### [Assigned task]
Please check every line of the listing for "actions" and copy each line where it is found.

### [Information shown]

┌──

use crate::{actions, app::App, config::key_match};
use crossterm::event::KeyEvent;

/// Global bindings are checked first: `shift+h` must win over the board's `h`.
pub fn handle_normal_mode(app: &mut App, key: KeyEvent) {
    let global = &app.config.keybindings.global;
    if key_match(&key, &global.quit) {
        app.quit();
    } else if key_match(&key, &global.help) {
        app.show_help_popup = true;
    } else if key_match(&key, &global.fetch) {
        actions::request_fetch(app);
    } else if key_match(&key, &global.save) {
        actions::open_save_dialog(app);
    } else if key_match(&key, &global.remote) {
        app.remote_form = Some(crate::app::RemoteForm::new(&app.remote));
    } else if key_match(&key, &global.data) {
        app.show_data_popup = true;
    } else if key_match(&key, &global.prev_month) {
        app.prev_month();
    } else if key_match(&key, &global.next_month) {
        app.next_month();
    } else if key_match(&key, &global.prev_week) {
        app.prev_week();
    } else if key_match(&key, &global.next_week) {
        app.next_week();
    } else if key_match(&key, &global.weekly_notes) {
        actions::open_weekly_notes(app);
    } else {
        handle_board_keys(app, key);
    }
}

fn handle_board_keys(app: &mut App, key: KeyEvent) {
    let board = &app.config.keybindings.board;
    if key_match(&key, &board.left) {
        app.move_day(false);
    } else if key_match(&key, &board.right) {
        app.move_day(true);
    } else if key_match(&key, &board.up) {
        app.move_task(false);
    } else if key_match(&key, &board.down) {
        app.move_task(true);
    } else if key_match(&key, &board.add) {
        actions::add_task(app);
    } else if key_match(&key, &board.toggle) {
        actions::toggle_task(app);
    } else if key_match(&key, &board.edit) {
        actions::start_edit_task(app);
    } else if key_match(&key, &board.delete) {
        actions::request_delete_task(app);
    } else if key_match(&key, &board.copy_day) {
        actions::copy_day(app);
    } else if key_match(&key, &board.paste_day) {
        actions::paste_day(app);
    } else if key_match(&key, &board.open_url) {
        actions::open_task_urls(app);
    }
}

└──

### [Answer to this problem]
use crate::{actions, app::App, config::key_match};
        actions::request_fetch(app);
        actions::open_save_dialog(app);
        actions::open_weekly_notes(app);
        actions::add_task(app);
        actions::toggle_task(app);
        actions::start_edit_task(app);
        actions::request_delete_task(app);
        actions::copy_day(app);
        actions::paste_day(app);
        actions::open_task_urls(app);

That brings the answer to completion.